I have been keeping a scratch document during my research and occasionally I'll be struck by a feeling and go in there to wax philosophical on what I believe, trying to dig deep on where I am. This is stuff from that doc.

"You just left because you wanted to sin!

What sins would be worth giving up eternal life for? Coffee? Are you serious?

Abraham and Isaac. I can't do it. Even if it were me, God telling me to sacrifice my own son, the little boy that I had prayed so hard to have, that I loved so much...I couldn't do it. I know God gave him to me and He could take the boy anytime. I know I'd see the boy again in the afterlife.
But what if God hadn't stopped him? What if Abraham had sacrificed Isaac? He'd have to live with that. His son would be dead at his own hands, and the God that he worshipped with his whole might, mind, and strength, was the one that demanded this from him. Maybe I'm a bigger apostate than I realized. Maybe I'm just that selfish and ego driven. But a God that would demand that I fully commit in my heart to destroying the things I love for His glory is not a God I can follow. Who's here for who? I mean truly. Is worship for my benefit or His? I mean, with or without my devotion and faith, He's going to be a tyrant over me, raking me over heated coals, taking things away randomly, blessing me with good fortune without telling me why, etc. I might as well be standing up. He needs me to want to kneel and it is suspect to demand my covenant without also demanding my understanding.

I Am.

I think, therefore I am.

I don't feel uplifted or edified by a belief in a God. The Biblical God seems so simple and restrained to me. Like by defining our terms, we've severely limited who God is and what He is to me. A Father. A Creator. A goal to be reached. A jealous predator to be appeased. An egotistical judgement to be condemned upon me. I just keep reaching the edge and feeling disappointed. Yet Gnosticism feels like a waste of time. A God so limitless so as to be unknowable is one that I cannot approach or touch. So what does worship earn me? What does prayer to a being so vast and incomprehensible really do for me?

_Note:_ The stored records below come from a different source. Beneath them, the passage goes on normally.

//! HTTP error response conversion
//!
//! Handlers return `Result<impl IntoResponse, HttpAppError>`; errors render
//! as `{ "message": ..., "code": ... }` with the variant's status code.

use axum::{
    http::StatusCode,
    response::{IntoResponse, Response},
    Json,
};
use invoicer_core::{AppError, ErrorMetadata, LogLevel};
use invoicer_infra::ErrorResponse;

/// Wrapper type for AppError to implement IntoResponse
#[derive(Debug)]
pub struct HttpAppError(pub AppError);

impl From<AppError> for HttpAppError {
    fn from(err: AppError) -> Self {
        HttpAppError(err)
    }
}

impl From<anyhow::Error> for HttpAppError {
    fn from(err: anyhow::Error) -> Self {
        HttpAppError(AppError::from(err))
    }
}

fn log_error(error: &AppError) {
    let error_type = error.error_type();
    match error.log_level() {
        LogLevel::Debug => {
            tracing::debug!(error = %error, error_type = error_type, "Error occurred");
        }
        LogLevel::Warn => {
            tracing::warn!(error = %error, error_type = error_type, "Error occurred");
        }
        LogLevel::Error => {
            tracing::error!(error = %error.detailed_message(), error_type = error_type, "Error occurred");
        }
    }
}

impl IntoResponse for HttpAppError {
    fn into_response(self) -> Response {
        let app_error = &self.0;

        let status = StatusCode::from_u16(app_error.http_status_code())
            .unwrap_or(StatusCode::INTERNAL_SERVER_ERROR);

        log_error(app_error);

        let body = ErrorResponse::new(app_error.client_message()).with_code(app_error.error_code());
        (status, Json(body)).into_response()
    }
}
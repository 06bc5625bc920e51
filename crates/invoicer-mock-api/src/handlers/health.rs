use axum::Json;
use invoicer_core::models::HealthStatus;

pub async fn health() -> Json<HealthStatus> {
    Json(HealthStatus {
        status: "ok".to_string(),
    })
}
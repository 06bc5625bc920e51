//! Test doubles for the upload queue.

use crate::uploader::InvoiceUploader;
use async_trait::async_trait;
use invoicer_api_client::ClientError;
use invoicer_core::models::{CandidateFile, UploadResponse};
use std::collections::HashMap;
use std::sync::atomic::{AtomicUsize, Ordering};
use std::sync::{Arc, Mutex};
use std::time::Duration;
use tokio::sync::oneshot;

type UploadResult = Result<UploadResponse, ClientError>;

enum MockResponse {
    Immediate(UploadResult),
    /// Completes only once the paired sender fires (or is dropped).
    Triggered {
        response: UploadResult,
        trigger: oneshot::Receiver<()>,
    },
}

/// Uploader with scripted per-file responses, a call log and in-flight
/// accounting.
#[derive(Default)]
pub struct MockUploader {
    responses: Mutex<HashMap<String, Vec<MockResponse>>>,
    calls: Mutex<Vec<String>>,
    in_flight: Arc<AtomicUsize>,
    max_in_flight: Arc<AtomicUsize>,
}

impl MockUploader {
    pub fn new() -> Self {
        Self::default()
    }

    /// Queue a response for `file_name`. Responses for the same name are
    /// returned in FIFO order.
    pub fn add_response(&self, file_name: &str, response: UploadResult) {
        self.responses
            .lock()
            .unwrap()
            .entry(file_name.to_string())
            .or_default()
            .push(MockResponse::Immediate(response));
    }

    /// Queue a response that blocks until the returned sender fires.
    pub fn add_response_with_trigger(
        &self,
        file_name: &str,
        response: UploadResult,
    ) -> oneshot::Sender<()> {
        let (tx, rx) = oneshot::channel();
        self.responses
            .lock()
            .unwrap()
            .entry(file_name.to_string())
            .or_default()
            .push(MockResponse::Triggered {
                response,
                trigger: rx,
            });
        tx
    }

    /// File names in the order uploads started.
    pub fn calls(&self) -> Vec<String> {
        self.calls.lock().unwrap().clone()
    }

    pub fn call_count(&self) -> usize {
        self.calls.lock().unwrap().len()
    }

    pub fn in_flight_count(&self) -> usize {
        self.in_flight.load(Ordering::SeqCst)
    }

    /// Highest number of simultaneous uploads observed.
    pub fn max_in_flight(&self) -> usize {
        self.max_in_flight.load(Ordering::SeqCst)
    }
}

#[async_trait]
impl InvoiceUploader for MockUploader {
    async fn upload(&self, file: &CandidateFile) -> UploadResult {
        let now = self.in_flight.fetch_add(1, Ordering::SeqCst) + 1;
        self.max_in_flight.fetch_max(now, Ordering::SeqCst);
        let _guard = InFlightGuard {
            in_flight: self.in_flight.clone(),
        };

        self.calls.lock().unwrap().push(file.name.clone());

        let response = {
            let mut responses = self.responses.lock().unwrap();
            responses
                .get_mut(&file.name)
                .filter(|queue| !queue.is_empty())
                .map(|queue| queue.remove(0))
        };

        match response {
            Some(MockResponse::Immediate(response)) => response,
            Some(MockResponse::Triggered { response, trigger }) => {
                let _ = trigger.await;
                response
            }
            None => Err(ClientError::Http(format!(
                "No mock response configured for {}",
                file.name
            ))),
        }
    }
}

/// Decrements the in-flight counter even if the upload future is dropped.
struct InFlightGuard {
    in_flight: Arc<AtomicUsize>,
}

impl Drop for InFlightGuard {
    fn drop(&mut self) {
        self.in_flight.fetch_sub(1, Ordering::SeqCst);
    }
}

/// Poll `condition` until it holds, failing the test after two seconds.
pub async fn wait_until(mut condition: impl FnMut() -> bool) {
    let deadline = tokio::time::Instant::now() + Duration::from_secs(2);
    while !condition() {
        assert!(
            tokio::time::Instant::now() < deadline,
            "condition not reached in time"
        );
        tokio::time::sleep(Duration::from_millis(5)).await;
    }
}
use crate::handlers;
use crate::state::MockApiState;
use axum::extract::DefaultBodyLimit;
use axum::http::Method;
use axum::routing::{get, post};
use axum::Router;
use invoicer_core::validation::MAX_FILE_SIZE_BYTES;
use invoicer_core::MockServerConfig;
use invoicer_infra::request_id_middleware;
use std::sync::Arc;
use tower_http::cors::{Any, CorsLayer};
use tower_http::limit::RequestBodyLimitLayer;
use tower_http::trace::TraceLayer;

/// Headroom over the largest accepted document for multipart framing.
const MULTIPART_OVERHEAD_BYTES: u64 = 1024 * 1024;

pub fn setup_routes(
    config: &MockServerConfig,
    state: Arc<MockApiState>,
) -> Result<Router, anyhow::Error> {
    let cors = setup_cors(config);
    let body_limit = usize::try_from(MAX_FILE_SIZE_BYTES + MULTIPART_OVERHEAD_BYTES)?;

    let app = Router::new()
        .route("/invoice/{id}", get(handlers::invoice_get::get_invoice))
        .route("/invoices", get(handlers::invoice_search::list_invoices))
        .route(
            "/invoices/vendor/{name}",
            get(handlers::invoice_search::search_by_vendor),
        )
        .route("/extract", post(handlers::extract::extract_invoice))
        .route("/health", get(handlers::health::health))
        .fallback(handlers::not_found)
        .layer(DefaultBodyLimit::disable())
        .layer(RequestBodyLimitLayer::new(body_limit))
        .layer(cors)
        .layer(TraceLayer::new_for_http())
        .layer(axum::middleware::from_fn(request_id_middleware))
        .with_state(state);

    Ok(app)
}

/// Any origin may call the mock; it holds no real data.
fn setup_cors(config: &MockServerConfig) -> CorsLayer {
    if config.is_production() {
        tracing::warn!("Mock API started with a production environment; CORS still allows all origins");
    }

    CorsLayer::new()
        .allow_origin(Any)
        .allow_methods([Method::GET, Method::POST, Method::OPTIONS])
        .allow_headers(Any)
}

I'd rather not be bothered at all. I agree with certain frameworks of ethics given by Christianity but not all of them. I don't agree with punishment or deviant hedonism. I think I can be a good person without grinding myself down with guilt and shame. I think I can have freedom without embracing nihilistic secularism as if it were a new breed of Master. I can be medium and get what I want out of life.

I love the written word. I love colors. I love creatures with eyes and faces to empathize with. I love cheese and pasta and mushrooms. I think that is enough to define me.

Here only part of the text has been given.